Re: Comparison of compression algorithms from Ted Guild on 2020-09-01 (public-automotive@w3.org from September 2020)

From: Ted Guild <ted@w3.org>
Date: Tue, 01 Sep 2020 11:28:48 -0400
To: Gunnar Andersson <gandersson@genivi.org>, Ulf Bjorkengren <ulfbjorkengren@geotab.com>, public-automotive <public-automotive@w3.org>
Message-ID: <769badca5f15fdf6b2738d3f82647d366ff7a35e.camel@w3.org>
On the call I wondered about compression options being used on
websockets

An outdated stackoverflow thread points to a few different extensions
to Web Sockets done or under discussion (at the time) over at IETF.
Some seem abandoned.

https://stackoverflow.com/questions/19298651/how-does-websocket-compress-messages

https://mailarchive.ietf.org/arch/msg/hybi/_dWnwQrfIu2xdSI1WQI5Sx6zfZY/

Looking at Web Socket implementations (client and server),
libwebsockets and Boost.beast have permessage-deflate

https://en.wikipedia.org/wiki/Comparison_of_WebSocket_implementations

Not sure and asking colleagues but doesn't seem permessage-bzip2 et al
that were under discussion went anywhere.
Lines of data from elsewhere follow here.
//! Request counters shared by every transport call.
//!
//! All counters are independent atomics, so concurrent callers never lose an
//! update. Readers may observe a total that is momentarily ahead of the
//! success/failure split; nothing here relies on a consistent snapshot.

use std::fmt;
use std::sync::atomic::{AtomicU64, Ordering};

use chrono::{DateTime, Utc};

#[derive(Debug)]
pub struct ClientMetrics {
    total_requests: AtomicU64,
    successful_requests: AtomicU64,
    failed_requests: AtomicU64,
    total_response_time_ms: AtomicU64,
    started_at: DateTime<Utc>,
}

impl Default for ClientMetrics {
    fn default() -> Self {
        Self::new()
    }
}

impl ClientMetrics {
    pub fn new() -> Self {
        Self {
            total_requests: AtomicU64::new(0),
            successful_requests: AtomicU64::new(0),
            failed_requests: AtomicU64::new(0),
            total_response_time_ms: AtomicU64::new(0),
            started_at: Utc::now(),
        }
    }

    pub fn record_success(&self, response_time_ms: u64) {
        self.total_requests.fetch_add(1, Ordering::Relaxed);
        self.successful_requests.fetch_add(1, Ordering::Relaxed);
        self.total_response_time_ms
            .fetch_add(response_time_ms, Ordering::Relaxed);
    }

    pub fn record_failure(&self, response_time_ms: u64) {
        self.total_requests.fetch_add(1, Ordering::Relaxed);
        self.failed_requests.fetch_add(1, Ordering::Relaxed);
        self.total_response_time_ms
            .fetch_add(response_time_ms, Ordering::Relaxed);
    }

    pub fn total_requests(&self) -> u64 {
        self.total_requests.load(Ordering::Relaxed)
    }

    pub fn successful_requests(&self) -> u64 {
        self.successful_requests.load(Ordering::Relaxed)
    }

    pub fn failed_requests(&self) -> u64 {
        self.failed_requests.load(Ordering::Relaxed)
    }

    /// Percentage of successful requests, `0.0` before the first request.
    pub fn success_rate(&self) -> f64 {
        let total = self.total_requests();
        if total == 0 {
            return 0.0;
        }
        self.successful_requests() as f64 / total as f64 * 100.0
    }

    pub fn average_response_time_ms(&self) -> f64 {
        let total = self.total_requests();
        if total == 0 {
            return 0.0;
        }
        self.total_response_time_ms.load(Ordering::Relaxed) as f64 / total as f64
    }

    pub fn started_at(&self) -> DateTime<Utc> {
        self.started_at
    }

    pub fn uptime_seconds(&self) -> i64 {
        (Utc::now() - self.started_at).num_seconds()
    }

    /// Zero every counter. The start timestamp is kept.
    pub fn reset(&self) {
        self.total_requests.store(0, Ordering::Relaxed);
        self.successful_requests.store(0, Ordering::Relaxed);
        self.failed_requests.store(0, Ordering::Relaxed);
        self.total_response_time_ms.store(0, Ordering::Relaxed);
    }
}

impl fmt::Display for ClientMetrics {
    fn fmt(&self, f: &mut fmt::Formatter<'_>) -> fmt::Result {
        write!(
            f,
            "ClientMetrics{{totalRequests={}, successfulRequests={}, failedRequests={}, \
             successRate={:.2}%, avgResponseTime={:.2}ms, uptime={}s}}",
            self.total_requests(),
            self.successful_requests(),
            self.failed_requests(),
            self.success_rate(),
            self.average_response_time_ms(),
            self.uptime_seconds(),
        )
    }
}

#[cfg(test)]
mod tests {
    use std::sync::Arc;
    use std::thread;

    use super::*;

    #[test]
    fn empty_metrics_report_zero_rates() {
        let metrics = ClientMetrics::new();
        assert_eq!(metrics.total_requests(), 0);
        assert_eq!(metrics.success_rate(), 0.0);
        assert_eq!(metrics.average_response_time_ms(), 0.0);
    }

    #[test]
    fn success_rate_reflects_split() {
        let metrics = ClientMetrics::new();
        for _ in 0..3 {
            metrics.record_success(10);
        }
        metrics.record_failure(30);

        assert_eq!(metrics.total_requests(), 4);
        assert_eq!(metrics.successful_requests(), 3);
        assert_eq!(metrics.failed_requests(), 1);
        assert_eq!(metrics.success_rate(), 75.0);
        assert_eq!(metrics.average_response_time_ms(), 15.0);
    }

    #[test]
    fn reset_clears_counters() {
        let metrics = ClientMetrics::new();
        metrics.record_success(5);
        metrics.record_failure(5);
        metrics.reset();
        assert_eq!(metrics.total_requests(), 0);
        assert_eq!(metrics.successful_requests(), 0);
        assert_eq!(metrics.failed_requests(), 0);
        assert_eq!(metrics.average_response_time_ms(), 0.0);
    }

    #[test]
    fn concurrent_updates_are_not_lost() {
        let metrics = Arc::new(ClientMetrics::new());
        let handles: Vec<_> = (0..8)
            .map(|i| {
                let metrics = Arc::clone(&metrics);
                thread::spawn(move || {
                    for _ in 0..1_000 {
                        if i % 2 == 0 {
                            metrics.record_success(1);
                        } else {
                            metrics.record_failure(1);
                        }
                    }
                })
            })
            .collect();
        for handle in handles {
            handle.join().unwrap();
        }

        assert_eq!(metrics.total_requests(), 8_000);
        assert_eq!(metrics.successful_requests(), 4_000);
        assert_eq!(metrics.failed_requests(), 4_000);
        assert_eq!(metrics.success_rate(), 50.0);
    }

    #[test]
    fn display_summarises_counters() {
        let metrics = ClientMetrics::new();
        metrics.record_success(20);
        let summary = metrics.to_string();
        assert!(summary.contains("totalRequests=1"));
        assert!(summary.contains("successRate=100.00%"));
        assert!(summary.contains("avgResponseTime=20.00ms"));
    }
}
Seeing several server gzipped
files (eg nginx) and able to gzip on fly which we already know eats cpu
and isn't as good on smaller responses.

We can/should also explore alternate formats Gunnar suggested

https://en.wikipedia.org/wiki/Apache_Avro
https://en.wikipedia.org/wiki/Protocol_Buffers

As these messages being transmitted are fairly small to begin with and 
in-vehicle use case will have extremely low latency, I also want to try
to understand how/where this would be more useful as
encoding/compressing and decoding will cost time and depending on
method non-negligible cpu. If the client app is just sampling to
offboard and won't unpack (decode), then we probably should look at
Extended Vehicle and other solutions being used for off-boarding in
addition to formats. What problem[s] are we trying to solve here?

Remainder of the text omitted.